Let \(\Pi_{h}\) be the constant recruitment rate of pine trees at time t, and let \(\Pi_{v}\) be the constant appearance rate of adults beetles at time t. We assume that the \(\delta_{1}\) represent the transmission rate per contact during maturation feeding and \(\beta_{1}\) accounts the average number of contacts per day with vector adult beetles during maturation feeding. The transmission rate of the nematode through infected vectors is denoted by \(\delta_{2}\), and \(\beta_{2}\) denotes the average number of contacts per day when adult beetles oviposit. The nematode carrying rate of adult beetles emerging from deceased trees is \(\beta_{3}\). The incidence terms for the host population are \(\beta_{1}\delta_{1}S_{h}I_{v}\) and \(\beta_{2}\delta_{2}\eta S_{h}I _{v}\) during maturation feeding and oviposition, respectively. The incidence terms for vector population are \(\beta_{3}I_{h}S_{v}\) and \(\beta S_{v}I_{v}\), where β is the rate at which beetles pass on nematode during mating. The susceptible pine trees are exploiting at the rate \(\mu_{h}\), the infected pine trees are isolating and felling at the rate σ, and \(\mu_{v}\) is the death rate of vector population.

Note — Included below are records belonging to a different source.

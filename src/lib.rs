//! # Sift
//!
//! A criteria-assembly framework: composable query criteria built
//! incrementally by independent handlers and resolved against typed
//! repositories.
//!
//! ## Features
//!
//! - **Composable Criteria**: filters, sort order, pagination and hydration
//!   flags, mutated only through append operations so any number of handlers
//!   can contribute without clobbering each other
//! - **Pluggable Handlers**: block resolvers and request-parameter handlers
//!   behind object-safe traits, dispatched by capability (`supports`)
//! - **Typed Conditions**: a closed condition set with structural equality
//!   for deduplication
//! - **Repository Registry**: content-type identifier to repository mapping
//!   with named resolution errors
//! - **Strict Build/Execute Split**: handlers assemble criteria, only
//!   repositories execute them
//!
//! ## Quick Start
//!
//! ```rust,ignore
//! use sift::prelude::*;
//!
//! let mut registry = RepositoryRegistry::new();
//! registry.register("recipes", Arc::new(repository));
//!
//! let resolver = ContentBlockResolver::new(Arc::new(registry), provider);
//! let context = Context::default();
//!
//! let prepared = resolver.prepare(&block, &context).await?;
//! resolver.handle(&mut block, prepared.as_ref(), &context).await?;
//!
//! // block.data now holds "sItems" and "sType"
//! ```

pub mod block;
pub mod core;
pub mod handlers;
pub mod repository;
pub mod storage;

/// Re-exports of commonly used types and traits
pub mod prelude {
    // === Core ===
    pub use crate::core::{
        condition::Condition,
        content_type::{ContentType, TypeProvider},
        context::Context,
        criteria::{Criteria, SortClause, SortDirection},
        error::{ConfigError, SiftError, SiftResult, StorageError, TypeError},
        request::SearchRequest,
    };

    // === Blocks ===
    pub use crate::block::{Block, BlockConfig, BlockData, ConfigValue};

    // === Handlers ===
    pub use crate::handlers::{
        ComponentHandler, ContentBlockResolver, CriteriaRequestHandler, FetchMode,
        OptionGroupSource, SortSpec, VariantParamHandler,
    };

    // === Repository ===
    pub use crate::repository::{ContentItem, QueryResult, Repository, RepositoryRegistry};

    // === Storage ===
    pub use crate::storage::{InMemoryOptionGroups, InMemoryRepository, InMemoryTypeProvider};

    // === External dependencies ===
    pub use async_trait::async_trait;
    pub use serde::{Deserialize, Serialize};
    pub use std::sync::Arc;
}
//! Core module containing fundamental types for the framework

pub mod condition;
pub mod content_type;
pub mod context;
pub mod criteria;
pub mod error;
pub mod request;

pub use condition::Condition;
pub use content_type::{ContentType, TypeProvider};
pub use context::Context;
pub use criteria::{Criteria, SortClause, SortDirection};
pub use error::{ConfigError, SiftError, SiftResult, StorageError, TypeError};
pub use request::SearchRequest;
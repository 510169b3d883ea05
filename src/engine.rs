//! Game engine: validated moves, turn alternation, and status tracking.

use crate::action::{Move, MoveError};
use crate::ai;
use crate::position::Position;
use crate::rules;
use crate::types::{Board, GameStatus, Player, Square};
use serde::{Deserialize, Serialize};
use tracing::{debug, instrument};

/// Tic-tac-toe game engine.
///
/// Owns the board for the lifetime of a game and is the single place where
/// it is mutated: human moves go through [`Game::make_move`] (validated) and
/// bot moves through [`Game::auto_move`] (delegated to the move selector).
/// After every move the status is refreshed from the win and draw rules.
#[derive(Debug, Clone, PartialEq, Eq, Serialize, Deserialize)]
pub struct Game {
    board: Board,
    to_move: Player,
    status: GameStatus,
    history: Vec<Move>,
}

impl Game {
    /// Creates a new game with X to move.
    pub fn new() -> Self {
        Self::starting_with(Player::X)
    }

    /// Creates a new game with the given player to move first.
    #[instrument]
    pub fn starting_with(first: Player) -> Self {
        Self {
            board: Board::new(),
            to_move: first,
            status: GameStatus::InProgress,
            history: Vec::new(),
        }
    }

    /// Returns the board.
    pub fn board(&self) -> &Board {
        &self.board
    }

    /// Returns the player to move next.
    pub fn to_move(&self) -> Player {
        self.to_move
    }

    /// Returns the game status.
    pub fn status(&self) -> GameStatus {
        self.status
    }

    /// Returns the move history.
    pub fn history(&self) -> &[Move] {
        &self.history
    }

    /// Makes a move for the player to move at the given position.
    ///
    /// # Errors
    ///
    /// Returns [`MoveError::GameOver`] if the game already ended and
    /// [`MoveError::SquareOccupied`] if the square is taken.
    #[instrument(skip(self), fields(player = %self.to_move))]
    pub fn make_move(&mut self, pos: Position) -> Result<(), MoveError> {
        if self.status != GameStatus::InProgress {
            return Err(MoveError::GameOver);
        }
        if !self.board.is_empty(pos) {
            return Err(MoveError::SquareOccupied(pos));
        }

        let player = self.to_move;
        self.board.set(pos, Square::Occupied(player));
        self.record(Move::new(player, pos));
        Ok(())
    }

    /// Lets the rule-based bot take the current turn.
    ///
    /// The move selector picks and marks the square directly on the engine's
    /// board; the engine then records the move and refreshes the status.
    ///
    /// # Errors
    ///
    /// Returns [`MoveError::GameOver`] if the game already ended. On an
    /// in-progress board the selector always finds a square.
    #[instrument(skip(self), fields(player = %self.to_move))]
    pub fn auto_move(&mut self) -> Result<Move, MoveError> {
        if self.status != GameStatus::InProgress {
            return Err(MoveError::GameOver);
        }

        let player = self.to_move;
        let pos = ai::select_move(&mut self.board, player).ok_or(MoveError::GameOver)?;
        let mov = Move::new(player, pos);
        self.record(mov);
        Ok(mov)
    }

    /// Pushes the move to the history, passes the turn, and updates status.
    fn record(&mut self, mov: Move) {
        self.history.push(mov);
        self.to_move = mov.player.opponent();
        self.update_status();
        debug!(%mov, status = ?self.status, "move recorded");
    }

    /// Updates game status after a move.
    fn update_status(&mut self) {
        if let Some(winner) = rules::check_winner(&self.board) {
            self.status = GameStatus::Won(winner);
        } else if rules::is_full(&self.board) {
            self.status = GameStatus::Draw;
        }
    }
}

impl Default for Game {
    fn default() -> Self {
        Self::new()
    }
}

#[cfg(test)]
mod tests {
    use super::*;

    #[test]
    fn test_make_move_alternates_turn() {
        let mut game = Game::new();
        assert_eq!(game.to_move(), Player::X);
        game.make_move(Position::Center).unwrap();
        assert_eq!(game.to_move(), Player::O);
        assert_eq!(game.history().len(), 1);
    }

    #[test]
    fn test_occupied_square_rejected() {
        let mut game = Game::new();
        game.make_move(Position::Center).unwrap();
        assert_eq!(
            game.make_move(Position::Center),
            Err(MoveError::SquareOccupied(Position::Center))
        );
    }

    #[test]
    fn test_win_updates_status() {
        let mut game = Game::new();
        for pos in [
            Position::TopLeft,     // X
            Position::MiddleLeft,  // O
            Position::TopCenter,   // X
            Position::Center,      // O
            Position::TopRight,    // X wins the top row
        ] {
            game.make_move(pos).unwrap();
        }
        assert_eq!(game.status(), GameStatus::Won(Player::X));
        assert_eq!(
            game.make_move(Position::BottomLeft),
            Err(MoveError::GameOver)
        );
    }

    #[test]
    fn test_auto_move_rejected_after_game_over() {
        let mut game = Game::new();
        for pos in [
            Position::TopLeft,
            Position::MiddleLeft,
            Position::TopCenter,
            Position::Center,
            Position::TopRight,
        ] {
            game.make_move(pos).unwrap();
        }
        assert_eq!(game.auto_move(), Err(MoveError::GameOver));
    }

    #[test]
    fn test_auto_move_blocks_threat() {
        let mut game = Game::starting_with(Player::O);
        game.make_move(Position::TopLeft).unwrap(); // O
        game.make_move(Position::Center).unwrap(); // X (bot would, but by hand)
        game.make_move(Position::TopCenter).unwrap(); // O threatens top row
        let mov = game.auto_move().unwrap(); // X must block
        assert_eq!(mov, Move::new(Player::X, Position::TopRight));
        assert_eq!(
            game.board().get(Position::TopRight),
            Square::Occupied(Player::X)
        );
        assert_eq!(game.status(), GameStatus::InProgress);
    }
}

Under these assumptions, the mathematical model can be described as the following system of ordinary differential equations:

$$\begin{aligned}& \begin{aligned} &\frac{dS_{h}}{dt} =\Pi_{h}- \beta_{1} \delta_{1}S_{h}I_{v}- \beta_{2} \delta_{2}\eta S_{h}I_{v}- \mu_{h}S_{h}, \\ &\frac{dI_{h}}{dt} =\beta_{1}\delta_{1}S_{h}I_{v}+ \beta_{2}\delta _{2}\eta S_{h}I_{v}- \sigma I_{h}, \\ &\frac{dS_{v}}{dt} =\Pi_{v}-\beta_{3}S_{v}I_{h}- \beta S_{v}I_{v}-\mu _{v}S_{v}, \\ &\frac{dI_{v}}{dt} =\beta_{3}S_{v}I_{h}+\beta S_{v}I_{v}-\mu_{v}I _{v}. \end{aligned} \end{aligned}$$
(1)

Note that each described variable will remain nonnegative for nonnegative initial conditions because the model represents tree and beetle populations. The total vector population satisfies the following differential equation:

$$ \frac{dN_{v}}{dt}=\Pi_{v}-\mu_{v}N_{v}. $$
(2)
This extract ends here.